## BloopityBloop 3 years ago local min/max of f(x)=ln(x^4+8) Did I do this correctly?

1. BloopityBloop

$f(x)=\ln(x^4+8)$ $f'(x)=\frac{ 4x^3 }{ x^4+8 }$ Critical point would be 4x^3 = 0 so, x = 0 Next draw number line and check increasing/decreasing intervals: |dw:1352676159858:dw| because $f'(-1)=\frac{ - }{ + }=negative$ $f'(1)=\frac{ + }{ + }=positive$

2. BloopityBloop

oh, guess I need to find actual local min and max. So, I use my drawing to say, the local min is 0 and there is no local max for this equation? Is this correct?

3. asnaseer

perfect!

4. asnaseer

now you just need to find the actual minimum value at x=0

5. BloopityBloop

oh, that's what I'm forgetting. Thank you.
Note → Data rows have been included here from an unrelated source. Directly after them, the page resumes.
//! Security-focused integration tests: log scrubbing (Property 9), stable
//! user-facing error messages (§7), and tamper detection across the
//! envelope boundary.

use onera_core::audit::{hash_for_audit, AuditEntry, AuditEvent, AuditSink, LockReason, TracingAuditSink};
use onera_core::chat_envelope::{open_chat, seal_chat, ChatMessage};
use onera_core::error::CoreError;
use onera_core::prelude::*;
use std::io::{self, Write};
use std::sync::{Arc, Mutex};
use tracing_subscriber::fmt::MakeWriter;

#[derive(Clone)]
struct SharedBuf(Arc<Mutex<Vec<u8>>>);

impl Write for SharedBuf {
    fn write(&mut self, buf: &[u8]) -> io::Result<usize> {
        self.0.lock().unwrap().extend_from_slice(buf);
        Ok(buf.len())
    }
    fn flush(&mut self) -> io::Result<()> {
        Ok(())
    }
}

#[derive(Clone)]
struct SharedBufMaker(Arc<Mutex<Vec<u8>>>);

impl<'a> MakeWriter<'a> for SharedBufMaker {
    type Writer = SharedBuf;
    fn make_writer(&'a self) -> Self::Writer {
        SharedBuf(self.0.clone())
    }
}

/// Property 9: no log line emitted by the core contains any byte from a
/// declared secret buffer. Exercises `SecureSession::unlock`/`lock` (which
/// log at `info!`) and `TracingAuditSink` with a device-id-derived event,
/// feeding known "secret" values and scanning the captured log text for
/// their hex encoding.
#[test]
fn property9_logs_never_contain_secret_bytes() {
    let buf = Arc::new(Mutex::new(Vec::new()));
    let subscriber = tracing_subscriber::fmt()
        .with_writer(SharedBufMaker(buf.clone()))
        .with_ansi(false)
        .finish();

    let master_key = [0x5Cu8; 32];
    let secret_key = [0x6Du8; 32];
    let public_key = [0x7Eu8; 32];
    let raw_device_id = "device-id-should-never-appear-in-logs";

    tracing::subscriber::with_default(subscriber, || {
        let session = SecureSession::new(SessionConfig::default());
        struct FixedClock;
        impl Clock for FixedClock {
            fn now_ms(&self) -> u64 {
                0
            }
        }
        session.unlock(master_key, secret_key, public_key, None, &FixedClock);
        session.lock();

        let sink = TracingAuditSink;
        sink.log(AuditEntry::new(
            AuditEvent::DeviceRegistered {
                device_id_hash: hash_for_audit(raw_device_id.as_bytes()),
            },
            None,
        ));
        sink.log(AuditEntry::new(AuditEvent::SessionLocked { reason: LockReason::Idle }, None));
    });

    let captured = buf.lock().unwrap().clone();
    let captured_text = String::from_utf8_lossy(&captured);

    assert!(!captured_text.contains(hex::encode(master_key).as_str()));
    assert!(!captured_text.contains(hex::encode(secret_key).as_str()));
    assert!(!captured_text.contains(raw_device_id));
    // The hashed form is fine to appear — only the raw identifier is secret.
    assert!(captured_text.contains(hash_for_audit(raw_device_id.as_bytes()).as_str()));
}

/// §7: decryption failures anywhere in the unlock chain collapse to one of
/// the small set of stable, generic user-facing strings — never a message
/// that would let a caller distinguish a bad key from a bad nonce.
#[test]
fn error_messages_are_stable_and_never_distinguish_failure_cause() {
    assert_eq!(CoreError::WrongPassword.user_message(), "wrong password");
    assert_eq!(CoreError::AeadAuthFailure.user_message(), "wrong password");
    assert_eq!(CoreError::InvalidMnemonic.user_message(), "invalid recovery phrase");
    assert_eq!(CoreError::BadRecoveryKey.user_message(), "invalid recovery phrase");
    assert_eq!(CoreError::SessionLocked.user_message(), "session expired");
    assert_eq!(CoreError::DeviceNotProvisioned.user_message(), "device not authorised");
    assert_eq!(CoreError::Unauthorized.user_message(), "device not authorised");
    assert_eq!(CoreError::NetworkError("connection reset".into()).user_message(), "network error");

    // The Display impl may carry structured detail (for logs/developers),
    // but user_message() must never echo it back.
    let err = CoreError::MalformedEnvelope("offset 12 past end of buffer".to_string());
    assert_eq!(err.user_message(), "something went wrong");
}

/// A tampered chat envelope (single bit flipped in the encrypted body) must
/// fail to open rather than silently returning corrupted plaintext.
#[test]
fn tampered_chat_envelope_fails_to_open() {
    let master_key = [0x33u8; 32];
    let (mut envelope, _chat_key) = seal_chat(
        &master_key,
        None,
        "Sensitive title",
        vec![ChatMessage {
            role: "user".to_string(),
            content: "do not tamper with me".to_string(),
            created_at: 0,
        }],
        0,
    )
    .unwrap();

    envelope.encrypted_body[0] ^= 0x01;
    assert!(open_chat(&master_key, &envelope).is_err());
}

/// A tampered encrypted chat key (the outermost layer) must also fail,
/// rather than unwrapping to a garbage chat key that then fails later in a
/// way that could be confused with a different kind of error.
#[test]
fn tampered_encrypted_chat_key_fails_to_open() {
    let master_key = [0x34u8; 32];
    let (mut envelope, _chat_key) = seal_chat(&master_key, None, "Title", vec![], 0).unwrap();
    envelope.encrypted_chat_key[0] ^= 0x01;
    assert!(open_chat(&master_key, &envelope).is_err());
}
Gonna figure that out.

6. asnaseer

yw :)

7. BloopityBloop

so, plug x=0 into the original function.$f(0)=\ln(0^4+8)$ $f(0)=\ln(8)$ and I should've stated the increasing/decreasing intervals. Increasing on (0,infinity). Decreasing on (-infinity,0). How's that?

8. asnaseer

yes - you have it all perfectly correct. :) althought you should specifically mention that the minimum value = f(0) = ln(8)

9. BloopityBloop

ok good. thank you!

10. asnaseer

yw :)